START Data extract

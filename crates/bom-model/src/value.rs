//! Scalar cell values.

use std::fmt;

use serde::{Deserialize, Serialize};

/// A single cell as read from a source file.
///
/// Values are carried through mapping and merging exactly as ingested; the
/// engine never converts between variants.
#[derive(Debug, Clone, PartialEq, Default, Serialize, Deserialize)]
#[serde(untagged)]
pub enum CellValue {
    Number(f64),
    Text(String),
    #[default]
    Empty,
}

impl CellValue {
    /// Creates a text value.
    pub fn text(value: impl Into<String>) -> Self {
        Self::Text(value.into())
    }

    /// Returns true for `Empty` and for the empty string.
    ///
    /// Whitespace-only text is not blank.
    pub fn is_blank(&self) -> bool {
        match self {
            Self::Empty => true,
            Self::Text(text) => text.is_empty(),
            Self::Number(_) => false,
        }
    }

    /// Returns the text payload, if any.
    pub fn as_text(&self) -> Option<&str> {
        match self {
            Self::Text(text) => Some(text),
            _ => None,
        }
    }

    /// Renders the value as it would appear in an exported cell.
    ///
    /// Numbers use their shortest display form (`1234`, `0.25`) and `Empty`
    /// renders as the empty string.
    pub fn to_display_string(&self) -> String {
        self.to_string()
    }
}

impl fmt::Display for CellValue {
    fn fmt(&self, f: &mut fmt::Formatter<'_>) -> fmt::Result {
        match self {
            Self::Number(number) => write!(f, "{number}"),
            Self::Text(text) => f.write_str(text),
            Self::Empty => Ok(()),
        }
    }
}

impl From<&str> for CellValue {
    fn from(value: &str) -> Self {
        Self::Text(value.to_string())
    }
}

impl From<String> for CellValue {
    fn from(value: String) -> Self {
        Self::Text(value)
    }
}

impl From<f64> for CellValue {
    fn from(value: f64) -> Self {
        Self::Number(value)
    }
}
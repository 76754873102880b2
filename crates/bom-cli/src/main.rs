//! `bom-unify`: merge BOM and distributor exports.

use std::io::{self, IsTerminal};
use std::process::ExitCode;

use bom_cli::logging::{LogConfig, init_logging};
use clap::{ColorChoice, Parser};
use tracing::level_filters::LevelFilter;

mod cli;
mod commands;
mod summary;
mod types;

use crate::cli::{Cli, Command};
use crate::commands::{run_fields, run_headers, run_merge};
use crate::summary::print_summary;

fn main() -> ExitCode {
    let cli = Cli::parse();
    cli.color.write_global();
    if let Err(error) = init_logging(&log_config(&cli)) {
        eprintln!("error: failed to initialize logging: {error}");
        return ExitCode::FAILURE;
    }
    match run(&cli.command) {
        Ok(()) => ExitCode::SUCCESS,
        Err(error) => {
            eprintln!("error: {error:#}");
            ExitCode::FAILURE
        }
    }
}

fn run(command: &Command) -> anyhow::Result<()> {
    match command {
        Command::Merge(args) => {
            let report = run_merge(args)?;
            print_summary(&report);
            Ok(())
        }
        Command::Headers(args) => run_headers(args),
        Command::Fields(args) => run_fields(args),
    }
}

/// `--log-level` beats `-v`/`-q`, and either one disables `RUST_LOG`.
fn log_config(cli: &Cli) -> LogConfig {
    let explicit = cli.log_level.map(LevelFilter::from);
    let level = explicit.unwrap_or_else(|| cli.verbosity.tracing_level_filter());
    let ansi = match cli.color.color {
        ColorChoice::Always => true,
        ColorChoice::Never => false,
        ColorChoice::Auto => io::stderr().is_terminal(),
    };
    LogConfig::new(level)
        .with_env_filter(explicit.is_none() && !cli.verbosity.is_present())
        .with_format(cli.log_format.into())
        .with_ansi(ansi)
        .with_log_file(cli.log_file.clone())
        .with_log_data(cli.log_data)
}
//! Tabular writers for record sequences.

use std::fs::File;
use std::io::{BufWriter, Write};
use std::path::Path;

use bom_model::Record;
use csv::WriterBuilder;

use crate::error::{OutputError, Result};

/// Union of field names across records, in first-seen order.
pub fn dataset_columns(records: &[Record]) -> Vec<String> {
    let mut columns: Vec<String> = Vec::new();
    for record in records {
        for name in record.names() {
            if !columns.iter().any(|column| column == name) {
                columns.push(name.to_string());
            }
        }
    }
    columns
}

/// Writes records as CSV with one column per field in [`dataset_columns`]
/// order. Missing fields are written as empty cells.
pub fn write_records_csv(path: &Path, records: &[Record]) -> Result<()> {
    let columns = dataset_columns(records);
    let csv_err = |source| OutputError::Csv {
        path: path.to_path_buf(),
        source,
    };
    let mut writer = WriterBuilder::new().from_path(path).map_err(csv_err)?;
    writer.write_record(&columns).map_err(csv_err)?;
    for record in records {
        let row: Vec<String> = columns
            .iter()
            .map(|column| {
                record
                    .get(column)
                    .map(|value| value.to_display_string())
                    .unwrap_or_default()
            })
            .collect();
        writer.write_record(&row).map_err(csv_err)?;
    }
    writer.flush().map_err(|source| OutputError::Io {
        path: path.to_path_buf(),
        source,
    })
}

/// Writes records as a pretty-printed JSON array of objects.
pub fn write_records_json(path: &Path, records: &[Record]) -> Result<()> {
    let io_err = |source| OutputError::Io {
        path: path.to_path_buf(),
        source,
    };
    let file = File::create(path).map_err(io_err)?;
    let mut writer = BufWriter::new(file);
    serde_json::to_writer_pretty(&mut writer, records).map_err(|source| OutputError::Json {
        path: path.to_path_buf(),
        source,
    })?;
    writer.write_all(b"\n").map_err(io_err)?;
    writer.flush().map_err(io_err)
}

#[cfg(test)]
mod tests {
    use bom_model::CellValue;

    use super::*;

    #[test]
    fn columns_follow_first_appearance() {
        let records: Vec<Record> = vec![
            [("MPN", "A"), ("Manufacturer", "TI")].into_iter().collect(),
            [("Notes", "x"), ("MPN", "B")].into_iter().collect(),
            Record::new(),
        ];
        assert_eq!(dataset_columns(&records), vec!["MPN", "Manufacturer", "Notes"]);
    }

    #[test]
    fn writes_numbers_in_display_form() {
        let dir = tempfile::tempdir().unwrap();
        let path = dir.path().join("out.csv");
        let records: Vec<Record> = vec![
            [("MPN", CellValue::text("A")), ("Qty", CellValue::Number(100.0))]
                .into_iter()
                .collect(),
        ];
        write_records_csv(&path, &records).unwrap();
        let contents = std::fs::read_to_string(&path).unwrap();
        assert_eq!(contents, "MPN,Qty\nA,100\n");
    }

    #[test]
    fn empty_input_writes_empty_array() {
        let dir = tempfile::tempdir().unwrap();
        let path = dir.path().join("empty.json");
        write_records_json(&path, &[]).unwrap();
        assert_eq!(std::fs::read_to_string(&path).unwrap(), "[]\n");
    }
}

END Data extract

**Problem**
Scan the material above line by line for "CellValue". State how many lines have it, and nothing more.

**Answer to the problem**
8